Benzodiazepines are sedatives that are often prescribed to people who are opioid dependent despite discouragement of this practice in guidelines. Doctors may be ignoring this guidance, in part because there is evidence that patients receiving both medicines together stay in treatment longer and because opioid dependent patients have high levels of anxiety, which benzodiazepines can help relieve.
The National Institute for Health Research (NIHR) funded study, published in PLOS Medicine today [26 November], suggests that, despite the benefits of longer treatment duration, the combination of benzodiazepines with opioid substitute therapy, also known as opioid agonist treatment (OAT), leads to a greater risk of overdose death than for those receiving OAT alone.
This pattern wasn’t seen as clearly for the other co-prescribed sedatives in the study, z-drugs (zaleplon, zolpidem and zopicolone) and gabapentinoids.
John Macleod, lead author and Professor of Primary Care at the University of Bristol’s Centre for Academic Primary Care, said: “Deaths in opioid dependent people are increasing despite the fact that many receive opioid agonist treatment, which is known to reduce the overall risk of death compared to no treatment. We were interested in investigating one of the possible reasons why.
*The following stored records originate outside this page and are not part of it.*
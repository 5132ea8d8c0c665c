//! A miniature API dump, metadata document and reference docs shared by the
//! module tests.

use tidal_kb::{ApiDocs, KnowledgeBase};

pub const DUMP: &str = r#"{
  "Version": 1,
  "Classes": [
    {"Name": "Instance", "Superclass": "<<<ROOT>>>", "Tags": ["NotCreatable", "NotBrowsable"], "Members": [
      {"Name": "Name", "MemberType": "Property", "ValueType": {"Category": "Primitive", "Name": "string"}},
      {"Name": "Parent", "MemberType": "Property", "ValueType": {"Category": "Class", "Name": "Instance"}},
      {"Name": "FindFirstChild", "MemberType": "Function",
       "Parameters": [{"Name": "name", "Type": {"Name": "string"}},
                      {"Name": "recursive", "Type": {"Name": "bool"}, "Default": "false"}],
       "ReturnType": {"Category": "Class", "Name": "Instance"}},
      {"Name": "WaitForChild", "MemberType": "Function",
       "Parameters": [{"Name": "childName", "Type": {"Name": "string"}},
                      {"Name": "timeOut", "Type": {"Name": "double"}, "Default": null}],
       "ReturnType": {"Category": "Class", "Name": "Instance"}},
      {"Name": "Destroy", "MemberType": "Function", "ReturnType": {"Category": "Primitive", "Name": "null"}},
      {"Name": "ChildAdded", "MemberType": "Event", "Parameters": [{"Name": "child", "Type": {"Name": "Instance"}}]}
    ]},
    {"Name": "GuiObject", "Superclass": "Instance", "Tags": ["NotCreatable"], "Members": [
      {"Name": "Position", "MemberType": "Property", "ValueType": {"Category": "DataType", "Name": "UDim2"}}
    ]},
    {"Name": "BasePart", "Superclass": "Instance", "Tags": ["NotCreatable"], "Members": [
      {"Name": "Anchored", "MemberType": "Property", "ValueType": {"Category": "Primitive", "Name": "bool"}},
      {"Name": "Position", "MemberType": "Property", "ValueType": {"Category": "DataType", "Name": "Vector3"}},
      {"Name": "Touched", "MemberType": "Event", "Parameters": [{"Name": "otherPart", "Type": {"Name": "BasePart"}}]}
    ]},
    {"Name": "Part", "Superclass": "BasePart", "Members": [
      {"Name": "Shape", "MemberType": "Property", "ValueType": {"Category": "Enum", "Name": "PartType"}}
    ]},
    {"Name": "Folder", "Superclass": "Instance", "Members": []},
    {"Name": "DataModel", "Superclass": "Instance", "Tags": ["NotCreatable"], "Members": [
      {"Name": "Workspace", "MemberType": "Property", "ValueType": {"Category": "Class", "Name": "Workspace"}},
      {"Name": "JobId", "MemberType": "Property", "ValueType": {"Category": "Primitive", "Name": "string"}},
      {"Name": "GetService", "MemberType": "Function",
       "Parameters": [{"Name": "className", "Type": {"Name": "string"}}],
       "ReturnType": {"Category": "Class", "Name": "Instance"}}
    ]},
    {"Name": "Workspace", "Superclass": "Instance", "Tags": ["NotCreatable", "Service"], "Members": [
      {"Name": "Gravity", "MemberType": "Property", "ValueType": {"Category": "Primitive", "Name": "float"}},
      {"Name": "CurrentCamera", "MemberType": "Property", "ValueType": {"Category": "Class", "Name": "Camera"}},
      {"Name": "PhysicsSecret", "MemberType": "Property", "ValueType": {"Category": "Primitive", "Name": "bool"},
       "Security": {"Read": "RobloxScriptSecurity", "Write": "RobloxScriptSecurity"}},
      {"Name": "FilteringEnabled", "MemberType": "Property", "ValueType": {"Category": "Primitive", "Name": "bool"},
       "Tags": ["Deprecated", {"PreferredDescriptorName": "none"}]},
      {"Name": "Raycast", "MemberType": "Function",
       "Parameters": [{"Name": "origin", "Type": {"Name": "Vector3"}},
                      {"Name": "direction", "Type": {"Name": "Vector3"}}],
       "ReturnType": {"Category": "DataType", "Name": "RaycastResult"}}
    ]},
    {"Name": "Camera", "Superclass": "Instance", "Members": [
      {"Name": "FieldOfView", "MemberType": "Property", "ValueType": {"Category": "Primitive", "Name": "float"}},
      {"Name": "CFrame", "MemberType": "Property", "ValueType": {"Category": "DataType", "Name": "CFrame"}}
    ]},
    {"Name": "Script", "Superclass": "Instance", "Members": [
      {"Name": "Disabled", "MemberType": "Property", "ValueType": {"Category": "Primitive", "Name": "bool"}}
    ]},
    {"Name": "Plugin", "Superclass": "Instance", "Tags": ["NotCreatable"], "Members": [
      {"Name": "CreateToolbar", "MemberType": "Function", "Security": "PluginSecurity",
       "Parameters": [{"Name": "name", "Type": {"Name": "string"}}],
       "ReturnType": {"Category": "Class", "Name": "Instance"}},
      {"Name": "Unloading", "MemberType": "Event"}
    ]},
    {"Name": "Players", "Superclass": "Instance", "Tags": ["NotCreatable", "Service"], "Members": [
      {"Name": "LocalPlayer", "MemberType": "Property", "ValueType": {"Category": "Class", "Name": "Player"}},
      {"Name": "PlayerAdded", "MemberType": "Event", "Parameters": [{"Name": "player", "Type": {"Name": "Player"}}]},
      {"Name": "GetPlayers", "MemberType": "Function", "ReturnType": {"Category": "Group", "Name": "Objects"}}
    ]},
    {"Name": "Lighting", "Superclass": "Instance", "Tags": ["NotCreatable", "Service"], "Members": [
      {"Name": "ClockTime", "MemberType": "Property", "ValueType": {"Category": "Primitive", "Name": "float"}}
    ]},
    {"Name": "Player", "Superclass": "Instance", "Tags": ["NotCreatable"], "Members": [
      {"Name": "UserId", "MemberType": "Property", "ValueType": {"Category": "Primitive", "Name": "int64"}},
      {"Name": "Kick", "MemberType": "Function",
       "Parameters": [{"Name": "message", "Type": {"Name": "string"}, "Default": ""}],
       "ReturnType": {"Category": "Primitive", "Name": "null"}}
    ]}
  ],
  "Enums": [
    {"Name": "KeyCode", "Items": [
      {"Name": "Space", "Value": 32},
      {"Name": "A", "Value": 97},
      {"Name": "B", "Value": 98}
    ]},
    {"Name": "Material", "Items": [
      {"Name": "Plastic", "Value": 256},
      {"Name": "Neon", "Value": 288},
      {"Name": "Pebble", "Value": 1248, "Tags": ["Deprecated"]}
    ]},
    {"Name": "PartType", "Items": [
      {"Name": "Ball", "Value": 0},
      {"Name": "Block", "Value": 1}
    ]}
  ]
}"#;

pub const METADATA: &str = r#"<?xml version="1.0"?>
<StudioAutocomplete>
  <LuaLibrary name="_G">
    <Function name="print">
      <parameters><variant name="..."/></parameters>
      <description>Prints all provided values to the output.</description>
    </Function>
  </LuaLibrary>
  <LuaLibrary name="math" description="Mathematical functions">
    <Function name="clamp">
      <parameters>
        <number name="x"/>
        <number name="min"/>
        <number name="max"/>
      </parameters>
      <returns><number/></returns>
      <description>Returns x clamped between min and max.</description>
    </Function>
    <Function name="floor">
      <parameters><number name="x"/></parameters>
      <returns><number/></returns>
    </Function>
    <Properties>
      <number name="pi">The value of pi.</number>
    </Properties>
  </LuaLibrary>
  <LuaLibrary name="task">
    <Function name="wait">
      <parameters><number name="duration" optional="true"/></parameters>
      <returns><number/></returns>
      <description>Yields the current thread.</description>
    </Function>
  </LuaLibrary>
  <ItemStruct name="Vector3">
    <Function name="new" static="true">
      <parameters>
        <number name="x" optional="true"/>
        <number name="y" optional="true"/>
        <number name="z" optional="true"/>
      </parameters>
      <returns><Vector3/></returns>
      <description>Creates a new Vector3.</description>
    </Function>
    <Function name="Dot">
      <parameters><Vector3 name="other"/></parameters>
      <returns><number/></returns>
    </Function>
    <Properties>
      <number name="Magnitude"/>
    </Properties>
  </ItemStruct>
</StudioAutocomplete>"#;

pub const DOCS: &str = r#"{
  "@roblox/globaltype/Workspace": {"documentation": "Houses every object in the 3D world."},
  "@roblox/globaltype/Workspace.Gravity": {"documentation": "Downward acceleration in studs per second squared."},
  "@roblox/enum/KeyCode": {"documentation": "Keyboard key codes."},
  "@roblox/enum/KeyCode.Space": {"documentation": "The space bar."},
  "@roblox/global/print": {"documentation": "Prints to the output."}
}"#;

/// The fixture dump with metadata and docs attached.
pub fn kb() -> KnowledgeBase {
    KnowledgeBase::from_dump_json(DUMP)
        .expect("fixture dump parses")
        .with_metadata_xml(METADATA)
        .with_docs(ApiDocs::parse(DOCS).expect("fixture docs parse"))
}

/// Class and enum tables only; `library()` is empty.
pub fn kb_without_metadata() -> KnowledgeBase {
    KnowledgeBase::from_dump_json(DUMP).expect("fixture dump parses")
}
The clear association between co-prescribing benzodiazepines in patients receiving OAT, or who have recently left OAT, and an increased risk of overdose death suggests that GPs and other medical practitioners should consider changing their prescribing practice. There may be unusual circumstances where co-prescription is clinically justified but these should be the exception rather than the rule.”
Professor Matthew Hickman, co-author and co-Director of the NIHR Health Protection Research Unit in Evaluation of Interventions at the University of Bristol, added: “Guidelines typically advise against co-prescribing sedatives with opioid substitutes, as they can increase the risk of overdose death. We know that this prescribing persists, which we think may be due to uncertainty around the strength of the evidence. Although it’s possible that the effect shown in this study may be due to other causes—for example, characteristics of those who were prescribed benzodiazepines rather than the drug itself—our recommendation is to avoid or think very carefully about the co-prescribing of benzodiazepines for this patient group. The challenge now is to find alternatives to benzodiazepine prescription.”